ModernBERT-Ja-30M
Property | Value |
---|---|
Total Parameters | 37M |
Architecture Parameters | 10M (without embeddings) |
Dimension | 256 |
License | MIT |
Model Type | Masked Language Model |
Context Length | 8,192 tokens |
What is modernbert-ja-30m?
ModernBERT-Ja-30M is an innovative Japanese language model that combines local and global attention mechanisms to process long sequences efficiently. Developed by SB Intuitions, it's trained on a massive corpus of 4.39T tokens of Japanese and English text, featuring a vocabulary size of 102,400. The model represents a significant advancement in Japanese language processing, incorporating modern architectural improvements like RoPE (Rotary Position Embedding).
Implementation Details
The model employs a sophisticated three-stage training process: initial pre-training on 3.51T tokens, followed by two context extension phases using high-quality data.
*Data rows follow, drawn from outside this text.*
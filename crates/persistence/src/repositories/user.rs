//! User repository for database operations.

use async_trait::async_trait;
use domain::models::{NewUser, User};
use domain::stores::{CredentialStore, StoreResult};
use sqlx::PgPool;
use uuid::Uuid;

use crate::entities::UserEntity;
use crate::error::store_error;
use crate::metrics::QueryTimer;

const USER_COLUMNS: &str = "id, external_id, email, secret_hash, role, name, department, phone, \
                            year_of_study, created_at, updated_at";

/// Repository for user accounts.
#[derive(Clone)]
pub struct UserRepository {
    pool: PgPool,
}

impl UserRepository {
    /// Creates a new UserRepository with the given connection pool.
    pub fn new(pool: PgPool) -> Self {
        Self { pool }
    }

    /// Find a user by ID.
    pub async fn find_by_id(&self, id: Uuid) -> Result<Option<User>, sqlx::Error> {
        let timer = QueryTimer::new("find_user_by_id");
        let sql = format!("SELECT {} FROM users WHERE id = $1", USER_COLUMNS);
        let result = sqlx::query_as::<_, UserEntity>(&sql)
            .bind(id)
            .fetch_optional(&self.pool)
            .await;
        timer.record();
        Ok(result?.map(Into::into))
    }

    /// Find a user by normalized external ID.
    pub async fn find_by_external_id(&self, external_id: &str) -> Result<Option<User>, sqlx::Error> {
        let timer = QueryTimer::new("find_user_by_external_id");
        let sql = format!("SELECT {} FROM users WHERE external_id = $1", USER_COLUMNS);
        let result = sqlx::query_as::<_, UserEntity>(&sql)
            .bind(external_id)
            .fetch_optional(&self.pool)
            .await;
        timer.record();
        Ok(result?.map(Into::into))
    }

    /// Whether any account uses this email, ignoring case.
    pub async fn email_exists(&self, email: &str) -> Result<bool, sqlx::Error> {
        let timer = QueryTimer::new("user_email_exists");
        let result = sqlx::query_scalar::<_, bool>(
            "SELECT EXISTS(SELECT 1 FROM users WHERE LOWER(email) = LOWER($1))",
        )
        .bind(email)
        .fetch_one(&self.pool)
        .await;
        timer.record();
        result
    }

    /// Insert a new user. Unique violations surface as database errors.
    pub async fn create(&self, new_user: NewUser) -> Result<User, sqlx::Error> {
        let timer = QueryTimer::new("create_user");
        let sql = format!(
            "INSERT INTO users (external_id, email, secret_hash, role, name, department, phone, year_of_study) \
             VALUES ($1, $2, $3, $4, $5, $6, $7, $8) RETURNING {}",
            USER_COLUMNS
        );
        let result = sqlx::query_as::<_, UserEntity>(&sql)
            .bind(&new_user.external_id)
            .bind(&new_user.email)
            .bind(&new_user.secret_hash)
            .bind(new_user.role.as_str())
            .bind(&new_user.name)
            .bind(&new_user.department)
            .bind(&new_user.phone)
            .bind(new_user.year_of_study)
            .fetch_one(&self.pool)
            .await;
        timer.record();
        Ok(result?.into())
    }
}

#[async_trait]
impl CredentialStore for UserRepository {
    async fn find_by_external_id(&self, external_id: &str) -> StoreResult<Option<User>> {
        UserRepository::find_by_external_id(self, external_id)
            .await
            .map_err(store_error)
    }

    async fn find_by_id(&self, id: Uuid) -> StoreResult<Option<User>> {
        UserRepository::find_by_id(self, id)
            .await
            .map_err(store_error)
    }

    async fn email_taken(&self, email: &str) -> StoreResult<bool> {
        self.email_exists(email).await.map_err(store_error)
    }

    async fn create_user(&self, new_user: NewUser) -> StoreResult<User> {
        self.create(new_user).await.map_err(store_error)
    }
}
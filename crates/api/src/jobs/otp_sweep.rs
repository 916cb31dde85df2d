//! Background job that purges expired one-time codes.

use std::sync::Arc;

use chrono::Utc;
use domain::stores::OtpStore;
use metrics::gauge;
use tracing::debug;

use super::scheduler::{Job, JobFrequency};

/// Removes expired entries from the OTP store.
///
/// Verification already treats expired entries as absent; the sweep keeps
/// codes that are never verified from piling up.
pub struct OtpSweepJob {
    store: Arc<dyn OtpStore>,
    interval_secs: u64,
}

impl OtpSweepJob {
    pub fn new(store: Arc<dyn OtpStore>, interval_secs: u64) -> Self {
        Self {
            store,
            interval_secs,
        }
    }
}

#[async_trait::async_trait]
impl Job for OtpSweepJob {
    fn name(&self) -> &'static str {
        "otp_sweep"
    }

    fn frequency(&self) -> JobFrequency {
        JobFrequency::Seconds(self.interval_secs)
    }

    async fn execute(&self) -> Result<(), String> {
        let purged = self.store.purge_expired(Utc::now()).await;
        let live = self.store.live_count().await;
        gauge!("otp_live_codes").set(live as f64);

        if purged > 0 {
            debug!(purged, live, "Expired OTP entries purged");
        }
        Ok(())
    }
}
//! One-time code issuance and verification.

use std::sync::Arc;

use chrono::{DateTime, Duration, Utc};
use rand::Rng;
use tracing::debug;

use super::error::AuthError;
use super::identity::require_external_id;
use crate::models::{IssuedOtp, OtpCheck, OtpEntry};
use crate::stores::OtpStore;

/// Default lifetime of an issued code.
pub const DEFAULT_OTP_TTL_SECS: i64 = 300;

const CODE_RANGE: std::ops::RangeInclusive<u32> = 100_000..=999_999;

/// Issues and checks six-digit codes against an [`OtpStore`].
#[derive(Clone)]
pub struct OtpService {
    store: Arc<dyn OtpStore>,
    ttl: Duration,
}

impl OtpService {
    pub fn new(store: Arc<dyn OtpStore>, ttl: Duration) -> Self {
        Self { store, ttl }
    }

    pub fn ttl(&self) -> Duration {
        self.ttl
    }

    pub async fn request_code(&self, raw_external_id: &str) -> Result<IssuedOtp, AuthError> {
        self.request_code_at(raw_external_id, Utc::now()).await
    }

    /// Issues a code as of `now`, replacing any live code for the same ID.
    pub async fn request_code_at(
        &self,
        raw_external_id: &str,
        now: DateTime<Utc>,
    ) -> Result<IssuedOtp, AuthError> {
        let external_id = require_external_id(raw_external_id)?;
        let code = rand::thread_rng().gen_range(CODE_RANGE).to_string();
        let expires_at = now + self.ttl;

        self.store
            .put(
                &external_id,
                OtpEntry {
                    code: code.clone(),
                    issued_at: now,
                    expires_at,
                },
            )
            .await;

        debug!(external_id = %external_id, expires_at = %expires_at, "OTP issued");

        Ok(IssuedOtp {
            external_id,
            code,
            expires_at,
        })
    }

    pub async fn verify_code(&self, raw_external_id: &str, code: &str) -> Result<(), AuthError> {
        self.verify_code_at(raw_external_id, code, Utc::now()).await
    }

    /// Checks a submitted code as of `now`. A match consumes the code.
    pub async fn verify_code_at(
        &self,
        raw_external_id: &str,
        code: &str,
        now: DateTime<Utc>,
    ) -> Result<(), AuthError> {
        let external_id = require_external_id(raw_external_id)?;
        if code.trim().is_empty() {
            return Err(AuthError::InvalidInput("OTP is required".to_string()));
        }

        match self.store.consume(&external_id, code, now).await {
            OtpCheck::Matched => Ok(()),
            OtpCheck::Mismatch => Err(AuthError::InvalidInput("Invalid OTP".to_string())),
            OtpCheck::Missing => Err(AuthError::NotFound("OTP not found or expired".to_string())),
        }
    }
}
The architecture features 10 layers with an intermediate dimension of 1024, utilizing a combination of global and local attention patterns (1 layer + 2 layers).
- Sliding window attention with 128-token context size
- Global RoPE theta: 160,000
- Local RoPE theta: 10,000
- GELU activation function
- Unigram language model tokenizer with byte fallback
Core Capabilities
- Masked language modeling with strong performance on short sequences
- Efficient processing of sequences up to 8,192 tokens
- Achieves 85.67% average score across 12 evaluation datasets
- Excellent performance on various tasks including JGLUE benchmarks
- Direct raw text processing without pre-tokenization
Frequently Asked Questions
Q: What makes this model unique?
The model's distinctive feature is its hybrid attention mechanism combining local and global attention, allowing it to handle long sequences efficiently while maintaining strong performance on shorter texts. It's also notable for its extensive training on both Japanese and English data, totaling 4.39T tokens.
Q: What are the recommended use cases?
The model is primarily designed for masked language modeling and fine-tuning on downstream tasks. It's particularly effective for tasks requiring understanding of Japanese text, though it's not recommended for text generation tasks or token classification tasks like named entity recognition.